Required work
On every line of the listing, check for "function"; copy the lines that have it.
=== Section Start ===
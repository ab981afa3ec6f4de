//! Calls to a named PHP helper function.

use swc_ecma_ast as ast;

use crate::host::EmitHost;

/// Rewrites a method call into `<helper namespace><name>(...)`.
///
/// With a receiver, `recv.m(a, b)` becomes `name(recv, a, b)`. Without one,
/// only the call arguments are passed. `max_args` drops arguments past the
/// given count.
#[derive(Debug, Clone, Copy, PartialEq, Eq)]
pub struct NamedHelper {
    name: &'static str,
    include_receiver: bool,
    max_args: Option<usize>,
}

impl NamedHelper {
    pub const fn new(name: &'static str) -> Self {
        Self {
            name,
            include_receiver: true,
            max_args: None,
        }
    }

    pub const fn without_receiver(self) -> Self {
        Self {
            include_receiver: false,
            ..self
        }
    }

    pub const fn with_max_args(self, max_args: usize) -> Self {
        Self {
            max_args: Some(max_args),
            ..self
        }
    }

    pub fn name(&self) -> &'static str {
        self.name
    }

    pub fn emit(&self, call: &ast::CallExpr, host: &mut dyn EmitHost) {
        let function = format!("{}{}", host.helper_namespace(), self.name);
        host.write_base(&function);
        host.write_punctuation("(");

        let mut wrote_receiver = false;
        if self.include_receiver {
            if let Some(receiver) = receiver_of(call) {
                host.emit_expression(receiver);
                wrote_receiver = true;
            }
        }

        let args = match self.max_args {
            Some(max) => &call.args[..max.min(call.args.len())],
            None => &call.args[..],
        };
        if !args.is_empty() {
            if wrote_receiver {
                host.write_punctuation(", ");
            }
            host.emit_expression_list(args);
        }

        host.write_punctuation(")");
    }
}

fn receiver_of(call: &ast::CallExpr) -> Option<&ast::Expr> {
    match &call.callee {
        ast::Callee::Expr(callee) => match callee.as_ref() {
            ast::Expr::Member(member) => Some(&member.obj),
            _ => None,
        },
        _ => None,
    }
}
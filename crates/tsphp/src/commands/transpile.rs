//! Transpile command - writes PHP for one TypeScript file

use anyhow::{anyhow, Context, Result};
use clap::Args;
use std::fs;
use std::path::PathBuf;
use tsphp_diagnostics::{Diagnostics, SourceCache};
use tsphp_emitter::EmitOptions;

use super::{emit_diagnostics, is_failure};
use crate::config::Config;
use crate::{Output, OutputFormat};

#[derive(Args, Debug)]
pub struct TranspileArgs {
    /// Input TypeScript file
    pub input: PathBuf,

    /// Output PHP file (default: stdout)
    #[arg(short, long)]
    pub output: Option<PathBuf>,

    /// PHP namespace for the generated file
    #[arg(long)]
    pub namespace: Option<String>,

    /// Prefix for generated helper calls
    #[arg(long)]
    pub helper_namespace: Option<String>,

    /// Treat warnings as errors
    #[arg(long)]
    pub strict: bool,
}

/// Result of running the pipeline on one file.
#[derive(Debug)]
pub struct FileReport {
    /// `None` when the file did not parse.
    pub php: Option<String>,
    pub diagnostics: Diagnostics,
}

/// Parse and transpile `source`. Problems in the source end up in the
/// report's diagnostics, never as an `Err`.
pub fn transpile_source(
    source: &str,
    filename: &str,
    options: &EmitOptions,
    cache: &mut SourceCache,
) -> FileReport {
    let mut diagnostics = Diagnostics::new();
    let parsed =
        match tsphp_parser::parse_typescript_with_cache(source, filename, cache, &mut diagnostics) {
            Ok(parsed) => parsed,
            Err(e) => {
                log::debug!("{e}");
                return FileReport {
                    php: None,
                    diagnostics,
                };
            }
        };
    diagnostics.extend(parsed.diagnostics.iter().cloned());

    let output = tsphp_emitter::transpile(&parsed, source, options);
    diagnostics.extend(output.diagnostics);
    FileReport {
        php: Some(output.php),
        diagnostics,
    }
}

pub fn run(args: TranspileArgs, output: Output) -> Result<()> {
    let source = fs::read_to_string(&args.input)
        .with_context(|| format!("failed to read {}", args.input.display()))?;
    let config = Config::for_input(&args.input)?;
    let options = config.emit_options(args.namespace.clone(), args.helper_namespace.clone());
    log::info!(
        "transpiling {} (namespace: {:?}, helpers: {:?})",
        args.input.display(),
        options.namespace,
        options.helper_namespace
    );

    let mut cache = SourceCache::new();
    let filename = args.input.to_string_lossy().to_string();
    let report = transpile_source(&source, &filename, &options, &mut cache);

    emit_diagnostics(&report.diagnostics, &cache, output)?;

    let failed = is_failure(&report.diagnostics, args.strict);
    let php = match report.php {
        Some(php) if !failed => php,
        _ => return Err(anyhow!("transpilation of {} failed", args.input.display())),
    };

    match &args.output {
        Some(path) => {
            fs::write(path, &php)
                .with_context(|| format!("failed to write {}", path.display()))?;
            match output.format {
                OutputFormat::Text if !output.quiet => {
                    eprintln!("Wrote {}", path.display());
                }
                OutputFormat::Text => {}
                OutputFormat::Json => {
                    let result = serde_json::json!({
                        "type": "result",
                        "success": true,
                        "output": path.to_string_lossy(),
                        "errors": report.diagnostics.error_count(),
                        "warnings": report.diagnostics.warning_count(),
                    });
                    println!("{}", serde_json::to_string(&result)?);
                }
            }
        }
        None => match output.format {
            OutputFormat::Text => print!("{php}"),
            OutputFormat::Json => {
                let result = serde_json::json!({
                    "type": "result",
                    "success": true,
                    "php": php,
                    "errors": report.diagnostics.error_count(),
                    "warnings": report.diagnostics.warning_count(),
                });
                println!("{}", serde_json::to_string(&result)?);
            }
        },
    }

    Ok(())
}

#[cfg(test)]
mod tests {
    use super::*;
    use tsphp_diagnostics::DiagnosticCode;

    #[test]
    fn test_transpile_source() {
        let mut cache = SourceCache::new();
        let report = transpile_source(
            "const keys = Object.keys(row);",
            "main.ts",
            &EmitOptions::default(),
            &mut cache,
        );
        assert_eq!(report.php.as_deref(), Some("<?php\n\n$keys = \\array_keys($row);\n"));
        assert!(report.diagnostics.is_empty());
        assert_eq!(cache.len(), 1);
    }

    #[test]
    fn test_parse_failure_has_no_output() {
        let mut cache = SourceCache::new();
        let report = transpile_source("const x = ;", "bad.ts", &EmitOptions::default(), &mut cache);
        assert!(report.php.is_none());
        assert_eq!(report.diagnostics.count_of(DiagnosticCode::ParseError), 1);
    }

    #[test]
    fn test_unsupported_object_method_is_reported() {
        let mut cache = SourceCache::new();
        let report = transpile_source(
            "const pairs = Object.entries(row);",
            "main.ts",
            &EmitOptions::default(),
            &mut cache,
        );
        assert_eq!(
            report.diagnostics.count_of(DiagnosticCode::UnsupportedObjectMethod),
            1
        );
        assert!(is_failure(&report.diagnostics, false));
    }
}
=== Section End ===
=== Section Start ===
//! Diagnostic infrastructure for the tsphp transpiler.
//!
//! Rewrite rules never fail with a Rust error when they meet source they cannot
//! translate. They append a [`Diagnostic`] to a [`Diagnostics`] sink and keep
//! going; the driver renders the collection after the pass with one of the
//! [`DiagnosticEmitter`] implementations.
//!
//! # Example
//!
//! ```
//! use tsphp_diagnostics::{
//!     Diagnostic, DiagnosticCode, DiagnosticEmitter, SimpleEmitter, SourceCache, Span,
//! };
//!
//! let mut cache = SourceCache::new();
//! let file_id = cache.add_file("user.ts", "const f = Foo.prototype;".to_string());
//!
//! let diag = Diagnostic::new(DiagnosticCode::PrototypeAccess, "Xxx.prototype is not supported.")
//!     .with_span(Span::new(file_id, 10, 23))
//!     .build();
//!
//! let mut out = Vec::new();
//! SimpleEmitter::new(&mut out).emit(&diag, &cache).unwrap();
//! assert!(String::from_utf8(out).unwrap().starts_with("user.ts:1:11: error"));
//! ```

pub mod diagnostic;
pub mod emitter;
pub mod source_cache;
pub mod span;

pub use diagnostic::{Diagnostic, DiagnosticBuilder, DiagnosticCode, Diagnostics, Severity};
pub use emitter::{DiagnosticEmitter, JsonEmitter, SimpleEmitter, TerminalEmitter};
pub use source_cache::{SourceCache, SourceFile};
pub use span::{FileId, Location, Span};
=== Section End ===
Result
//! Calls to a named PHP helper function.
        let function = format!("{}{}", host.helper_namespace(), self.name);
        host.write_base(&function);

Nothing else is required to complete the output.